Den regionalen Mittelwert bestimmt das BIBB jedes Jahr. Ist im Ausbildungsvertrag eine Ausbildungsvergütung unterhalb der beschriebenen Mindestgrenze vorgesehen, darf die Handwerkskammer den Ausbildungsvertrag nicht in die Liste der Ausbildungsverhältnisse aufnehmen (vgl. § 35 BBiG). Ist die Ausbildungsvergütung zu niedrig, kann der Praktikant auch drei Jahre nach Beendigung der Ausbildung die volle tarifliche Ausbildungsvergütung in voller Höhe in Anspruch nehmen - auch wenn er zunächst der geringen Höhe der Vergütung zugestimmt hat.

Die Arbeitsgerichtsbarkeit wird dann den sonst für nichttarifäre Gesellschaften zulässigen Abschlag von 20 % nicht mehr zulassen. Dessen ungeachtet kann die Länderversicherungsanstalt die erhöhten Beiträge zur Sozialversicherung nachträglich bis zu vier Jahre - bei bewusster Nichteinhaltung eines Tarifvertrags bis zu 30 Jahre - verlangen. mit einem Überblick über die Branchen in den Bundesländern Berlin und Brandenburg kann im Netz nachgelesen werden.

Wenn ein Praktikant und ein Praktikant einen Lehrvertrag abschließen, der bei der jeweils verantwortlichen Stelle anzumelden ist, dessen Entgelt aber weder bezahlt noch in Rechnung gestellt wird, ist es ein fiktiver Auftrag.

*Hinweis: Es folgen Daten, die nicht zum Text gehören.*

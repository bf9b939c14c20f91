// src/format/float.rs

use core::fmt;
use core::ops::{Add, Mul, Neg, Sub};

use super::arith::{add_sub, multiply};

/// The exponent field is 6 bits wide.
pub const EXPONENT_MASK: u8 = 0x3F;
pub const MAX_EXPONENT: u8 = 63;

/// Leading one reinstated in front of a 16-bit mantissa during arithmetic.
pub const IMPLICIT_ONE: u32 = 0x1_0000;

/// Exponent of 1.0 for a value converted from an integer sample.
pub const SAMPLE_BIAS: i32 = 16;

/// Exponent of 1.0 in a twiddle table; multiplying by it leaves a sample's exponent unchanged.
pub const TWIDDLE_BIAS: i32 = 31;

const MANTISSA_MASK: u32 = 0xFFFF;
const EXPONENT_SHIFT: u32 = 16;
const SIGN_SHIFT: u32 = 22;

/// Hardware float: 1 sign bit, 6-bit exponent, 16-bit mantissa without the leading one.
///
/// Exponent 0 is zero. There is no infinity or NaN; results that leave the
/// exponent range saturate or flush to [`CustomFloat::ZERO`].
#[derive(Clone, Copy, PartialEq, Eq, Hash, Default)]
pub struct CustomFloat {
    sign: bool,
    exponent: u8,
    mantissa: u16,
}

impl CustomFloat {
    /// Canonical zero: sign, exponent and mantissa all cleared.
    pub const ZERO: Self = Self { sign: false, exponent: 0, mantissa: 0 };

    /// Largest positive magnitude.
    pub const MAX: Self = Self { sign: false, exponent: MAX_EXPONENT, mantissa: 0xFFFF };

    /// Builds a value from raw fields. Exponent bits above the 6-bit field are dropped.
    #[inline]
    pub const fn new(sign: bool, exponent: u8, mantissa: u16) -> Self {
        Self { sign, exponent: exponent & EXPONENT_MASK, mantissa }
    }

    #[inline]
    pub const fn sign(self) -> bool {
        self.sign
    }

    #[inline]
    pub const fn exponent(self) -> u8 {
        self.exponent
    }

    #[inline]
    pub const fn mantissa(self) -> u16 {
        self.mantissa
    }

    #[inline]
    pub const fn is_zero(self) -> bool {
        self.exponent == 0
    }

    /// Maximum magnitude with the given sign.
    #[inline]
    pub const fn saturated(sign: bool) -> Self {
        Self { sign, exponent: MAX_EXPONENT, mantissa: 0xFFFF }
    }

    /// Clamps a computed exponent into the field: flush to zero below 1, saturate above 63.
    pub(crate) const fn from_exponent(sign: bool, exponent: i32, mantissa: u32) -> Self {
        if exponent <= 0 {
            Self::ZERO
        } else if exponent > MAX_EXPONENT as i32 {
            Self::saturated(sign)
        } else {
            Self { sign, exponent: exponent as u8, mantissa: (mantissa & MANTISSA_MASK) as u16 }
        }
    }

    /// Mantissa with the implicit one reinstated when the exponent is non-zero.
    #[inline]
    pub(crate) const fn significand(self) -> u32 {
        if self.exponent == 0 {
            self.mantissa as u32
        } else {
            self.mantissa as u32 | IMPLICIT_ONE
        }
    }

    /// `(exponent << 16) | mantissa`, the magnitude ordering the adder uses.
    #[inline]
    pub(crate) const fn magnitude_key(self) -> u32 {
        ((self.exponent as u32) << EXPONENT_SHIFT) | self.mantissa as u32
    }

    /// Unpacks exponent (bits 16..=21), sign (bit 22) and mantissa (bits 0..=15).
    #[inline]
    pub const fn from_packed(packed: u32) -> Self {
        Self {
            sign: (packed >> SIGN_SHIFT) & 1 == 1,
            exponent: ((packed >> EXPONENT_SHIFT) as u8) & EXPONENT_MASK,
            mantissa: (packed & MANTISSA_MASK) as u16,
        }
    }

    /// Packs the fields back into a single word; inverse of [`CustomFloat::from_packed`].
    #[inline]
    pub const fn to_packed(self) -> u32 {
        (((self.exponent & EXPONENT_MASK) as u32) << EXPONENT_SHIFT)
            | ((self.sign as u32) << SIGN_SHIFT)
            | self.mantissa as u32
    }

    /// Encodes an `f64` where 1.0 has exponent `bias`, rounding the mantissa to nearest.
    ///
    /// NaN and values too small for the exponent field become zero, infinities saturate.
    pub fn from_f64(value: f64, bias: i32) -> Self {
        if value.is_nan() || value == 0.0 {
            return Self::ZERO;
        }
        let sign = value < 0.0;
        if value.is_infinite() {
            return Self::saturated(sign);
        }

        // frexp gives [0.5, 1); the format stores [1, 2)
        let (frac, exp) = libm::frexp(libm::fabs(value));
        let mut exponent = exp - 1 + bias;
        let mut mantissa = libm::round((frac * 2.0 - 1.0) * 65536.0) as u32;
        if mantissa > MANTISSA_MASK {
            mantissa = 0;
            exponent += 1;
        }
        Self::from_exponent(sign, exponent, mantissa)
    }

    /// Decodes to `f64` with the same bias convention as [`CustomFloat::from_f64`].
    pub fn to_f64(self, bias: i32) -> f64 {
        let magnitude =
            libm::ldexp(self.significand() as f64, self.exponent as i32 - bias - 16);
        if self.sign { -magnitude } else { magnitude }
    }
}

/// Free-function form of [`CustomFloat::from_packed`].
#[inline]
pub const fn expand(packed: u32) -> CustomFloat {
    CustomFloat::from_packed(packed)
}

/// Free-function form of [`CustomFloat::to_packed`].
#[inline]
pub const fn collapse(value: CustomFloat) -> u32 {
    value.to_packed()
}

impl Add for CustomFloat {
    type Output = CustomFloat;

    #[inline]
    fn add(self, rhs: CustomFloat) -> Self::Output {
        add_sub(self, rhs, false)
    }
}

impl Sub for CustomFloat {
    type Output = CustomFloat;

    #[inline]
    fn sub(self, rhs: CustomFloat) -> Self::Output {
        add_sub(self, rhs, true)
    }
}

impl Mul for CustomFloat {
    type Output = CustomFloat;

    #[inline]
    fn mul(self, rhs: CustomFloat) -> Self::Output {
        multiply(self, rhs)
    }
}

impl Neg for CustomFloat {
    type Output = CustomFloat;

    /// Flips the sign bit only; zero keeps its fields.
    #[inline]
    fn neg(self) -> Self::Output {
        Self { sign: !self.sign, ..self }
    }
}

impl fmt::Display for CustomFloat {
    fn fmt(&self, f: &mut fmt::Formatter<'_>) -> fmt::Result {
        write!(f, "0x{:06X}", self.to_packed())
    }
}

impl fmt::Debug for CustomFloat {
    fn fmt(&self, f: &mut fmt::Formatter<'_>) -> fmt::Result {
        // Sign, exponent and mantissa side by side, e.g. "-e31:8000"
        let sign = if self.sign { '-' } else { '+' };
        write!(f, "{}e{}:{:04X}", sign, self.exponent, self.mantissa)
    }
}

#[cfg(test)]
mod tests {
    use super::*;
    use std::format;

    #[test]
    fn test_pack_layout() {
        let x = CustomFloat::new(true, 0x2A, 0xBEEF);
        assert_eq!(x.to_packed(), 0x6A_BEEF);
        assert_eq!(CustomFloat::from_packed(0x6A_BEEF), x);
    }

    #[test]
    fn test_expand_ignores_high_bits() {
        let x = expand(0xFF80_1234);
        assert_eq!(x.exponent(), 0);
        assert!(!x.sign());
        assert_eq!(x.mantissa(), 0x1234);
    }

    #[test]
    fn test_new_masks_exponent() {
        assert_eq!(CustomFloat::new(false, 0x41, 0).exponent(), 1);
    }

    #[test]
    fn test_from_f64_unity() {
        let one = CustomFloat::from_f64(1.0, TWIDDLE_BIAS);
        assert_eq!(one, CustomFloat::new(false, 31, 0));

        let minus_half = CustomFloat::from_f64(-0.5, TWIDDLE_BIAS);
        assert_eq!(minus_half, CustomFloat::new(true, 30, 0));

        assert_eq!(CustomFloat::from_f64(0.0, TWIDDLE_BIAS), CustomFloat::ZERO);
        assert_eq!(CustomFloat::from_f64(f64::NAN, TWIDDLE_BIAS), CustomFloat::ZERO);
    }

    #[test]
    fn test_from_f64_rounds_and_carries() {
        // 1.75 -> mantissa 0xC000
        assert_eq!(CustomFloat::from_f64(1.75, SAMPLE_BIAS), CustomFloat::new(false, 16, 0xC000));
        // Just below 2.0 rounds up into the next exponent
        let almost_two = 2.0 - 1.0 / 262144.0;
        assert_eq!(CustomFloat::from_f64(almost_two, SAMPLE_BIAS), CustomFloat::new(false, 17, 0));
    }

    #[test]
    fn test_from_f64_range_limits() {
        assert_eq!(CustomFloat::from_f64(1e-30, TWIDDLE_BIAS), CustomFloat::ZERO);
        assert_eq!(CustomFloat::from_f64(-1e30, TWIDDLE_BIAS), CustomFloat::saturated(true));
        assert_eq!(CustomFloat::from_f64(f64::INFINITY, 0), CustomFloat::MAX);
    }

    #[test]
    fn test_to_f64() {
        let x = CustomFloat::new(true, 18, 0x8000);
        assert_eq!(x.to_f64(SAMPLE_BIAS), -6.0);
        assert_eq!(CustomFloat::ZERO.to_f64(SAMPLE_BIAS), 0.0);
    }

    #[test]
    fn test_neg_flips_sign_only() {
        let x = CustomFloat::new(false, 20, 0x1234);
        assert_eq!(-x, CustomFloat::new(true, 20, 0x1234));
    }

    #[test]
    fn test_debug_display() {
        let x = CustomFloat::new(true, 31, 0x8000);
        assert_eq!(format!("{:?}", x), "-e31:8000");
        assert_eq!(format!("{}", x), "0x5F8000");
    }
}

Dies entschied das Arbeitsgericht Sachsen im Falle eines Kraftfahrzeugunternehmers, der mit seinem Auszubildenden zwei verschiedene Lehrverträge abschloss. Die Ausbildungsvergütung für die entsprechenden Lehrjahre war in einem Arbeitsvertrag zu niedrig und nach dem Berufsausbildungsgesetz nicht mehr angemessen.

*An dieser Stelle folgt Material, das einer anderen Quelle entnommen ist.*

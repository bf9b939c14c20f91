use super::*;
use super::super::float::{CustomFloat, MAX_EXPONENT};

fn cf(sign: bool, exponent: u8, mantissa: u16) -> CustomFloat {
    CustomFloat::new(sign, exponent, mantissa)
}

const ONE: CustomFloat = CustomFloat::new(false, 16, 0);
const THREE: CustomFloat = CustomFloat::new(false, 17, 0x8000);
const UNITY_TWIDDLE: CustomFloat = CustomFloat::new(false, 31, 0);

#[test]
fn test_seek_msb() {
    assert_eq!(seek_msb(0), 0);
    assert_eq!(seek_msb(1), 0);
    assert_eq!(seek_msb(0x8000_0000), 31);
    assert_eq!(seek_msb(0x0001_0100), 16);
    assert_eq!(seek_msb(0xFFFF_FFFF), 31);
}

#[test]
fn test_multiply_by_unity_twiddle_keeps_value() {
    assert_eq!(multiply(ONE, UNITY_TWIDDLE), ONE);
    assert_eq!(multiply(THREE, UNITY_TWIDDLE), THREE);
    assert_eq!(multiply(-THREE, UNITY_TWIDDLE), -THREE);
}

#[test]
fn test_multiply_carry_path() {
    // 1.5 * 1.5 = 2.25: product crosses bit 33, so the 17-bit shift and +1 exponent apply
    let a = cf(false, 16, 0x8000);
    let b = cf(true, 31, 0x8000);
    assert_eq!(multiply(a, b), cf(true, 17, 0x2000));
}

#[test]
fn test_multiply_truncates() {
    // (1 + 2^-16) * (1 + 2^-16) = 1 + 2^-15 + 2^-32, the last term is dropped
    let a = cf(false, 20, 1);
    let b = cf(false, 31, 1);
    assert_eq!(multiply(a, b), cf(false, 20, 2));
}

#[test]
fn test_multiply_by_zero_is_canonical_zero() {
    let x = cf(true, 45, 0xABCD);
    assert_eq!(multiply(x, CustomFloat::ZERO), CustomFloat::ZERO);
    assert_eq!(multiply(CustomFloat::ZERO, x), CustomFloat::ZERO);
    // Any exponent-0 operand counts as zero, whatever its other fields
    assert_eq!(multiply(x, cf(true, 0, 0x1234)), CustomFloat::ZERO);
}

#[test]
fn test_multiply_exponent_range() {
    assert_eq!(multiply(cf(false, 1, 0), cf(true, 1, 0)), CustomFloat::ZERO);
    assert_eq!(
        multiply(cf(false, MAX_EXPONENT, 0), cf(true, MAX_EXPONENT, 0)),
        CustomFloat::saturated(true)
    );
}

#[test]
fn test_add_same_exponent() {
    assert_eq!(add_sub(ONE, ONE, false), cf(false, 17, 0));
}

#[test]
fn test_subtract_orders_by_magnitude() {
    // 3 - 1 = 2
    assert_eq!(add_sub(THREE, ONE, true), cf(false, 17, 0));
    // 1 - 3 = -2, the larger operand's sign wins
    assert_eq!(add_sub(ONE, THREE, true), cf(true, 17, 0));
}

#[test]
fn test_add_is_symmetric_for_distinct_magnitudes() {
    let a = cf(false, 22, 0x1357);
    let b = cf(true, 19, 0xF00D);
    assert_eq!(add_sub(a, b, false), add_sub(b, a, false));
}

#[test]
fn test_add_zero_drops_last_mantissa_bit() {
    // A sum whose MSB is bit 16 realigns through (sum >> 1) << 1
    let x = cf(false, 16, 0x0001);
    assert_eq!(add_sub(x, CustomFloat::ZERO, false), cf(false, 16, 0));
    assert_eq!(add_sub(ONE, CustomFloat::ZERO, true), ONE);
}

#[test]
fn test_alignment_shift_limits() {
    // Difference 15: the smaller significand still contributes
    let a = cf(false, 31, 0);
    let b = cf(false, 16, 0);
    assert_eq!(add_sub(a, b, false), cf(false, 31, 2));

    // Difference 16 and beyond: the smaller operand is negligible
    let a = cf(false, 32, 0);
    assert_eq!(add_sub(a, b, false), a);
    let a = cf(false, 40, 0);
    assert_eq!(add_sub(a, cf(false, 20, 0xFFFF), true), a);
}

#[test]
fn test_self_subtraction_is_canonical_zero() {
    for x in [ONE, -THREE, cf(true, 45, 0x1234), CustomFloat::MAX, cf(false, 1, 0)] {
        assert_eq!(add_sub(x, x, true), CustomFloat::ZERO, "{:?} - itself", x);
    }
}

#[test]
fn test_add_of_opposites_is_canonical_zero() {
    let x = cf(false, 33, 0x4242);
    assert_eq!(add_sub(x, -x, false), CustomFloat::ZERO);
}

#[test]
fn test_cancellation_below_range_flushes_to_zero() {
    let a = cf(false, 1, 1);
    let b = cf(false, 1, 0);
    assert_eq!(add_sub(a, b, true), CustomFloat::ZERO);
}

#[test]
fn test_normalizer_ignores_two_lowest_sum_bits() {
    // Only bit 0 of the difference survives; the seeker reports 0 and the shift is 31
    let a = cf(false, 40, 1);
    let b = cf(false, 40, 0);
    assert_eq!(add_sub(a, b, true), cf(false, 10, 0));
}

#[test]
fn test_add_overflow_saturates() {
    assert_eq!(add_sub(CustomFloat::MAX, CustomFloat::MAX, false), CustomFloat::MAX);
    let neg_max = CustomFloat::saturated(true);
    assert_eq!(add_sub(neg_max, CustomFloat::MAX, true), neg_max);
}

#[test]
fn test_operator_impls_match_functions() {
    let a = cf(false, 24, 0x0F0F);
    let b = cf(true, 23, 0x7777);
    assert_eq!(a + b, add_sub(a, b, false));
    assert_eq!(a - b, add_sub(a, b, true));
    assert_eq!(a * b, multiply(a, b));
}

Danach hat er einen zweiten Ausbildungsvertrag mit Ausbildungsbeihilfen in der rechtlich zulässigen Höhe abgeschlossen, die jedoch immer noch nicht die tariflich festgelegte Höhe erreichten. Lediglich dieser zweite Auftrag wurde bei der Handelskammer registriert, während er im Rahmen des ersten Auftrags in Rechnung gestellt und bezahlt wurde. Das Ausbildungsjahr wurde vergleichsweise beendet.

Die Auszubildenden forderten dann die Differenzbeträge zum Ausbildungsgehalt nach dem Tarifvertrag. Wenn die Ausbildungsvergütung unter 80 v. H. der tariflich vereinbarten Ausbildungsvergütung sinkt, ist die vom Gesetzgeber vorgegebene Zweckmäßigkeit (vgl. 17 Abs. 1 BBiG) nicht mehr gewährleistet. Der zweite Schulungsvertrag war im Übrigen ein fiktives Geschäft (vgl. 117 BGB), da er nur zur Einreichung bei der IHK, nicht aber zur Durchführung diente.

Statt dessen ist die Ausbildungsvergütung fällig.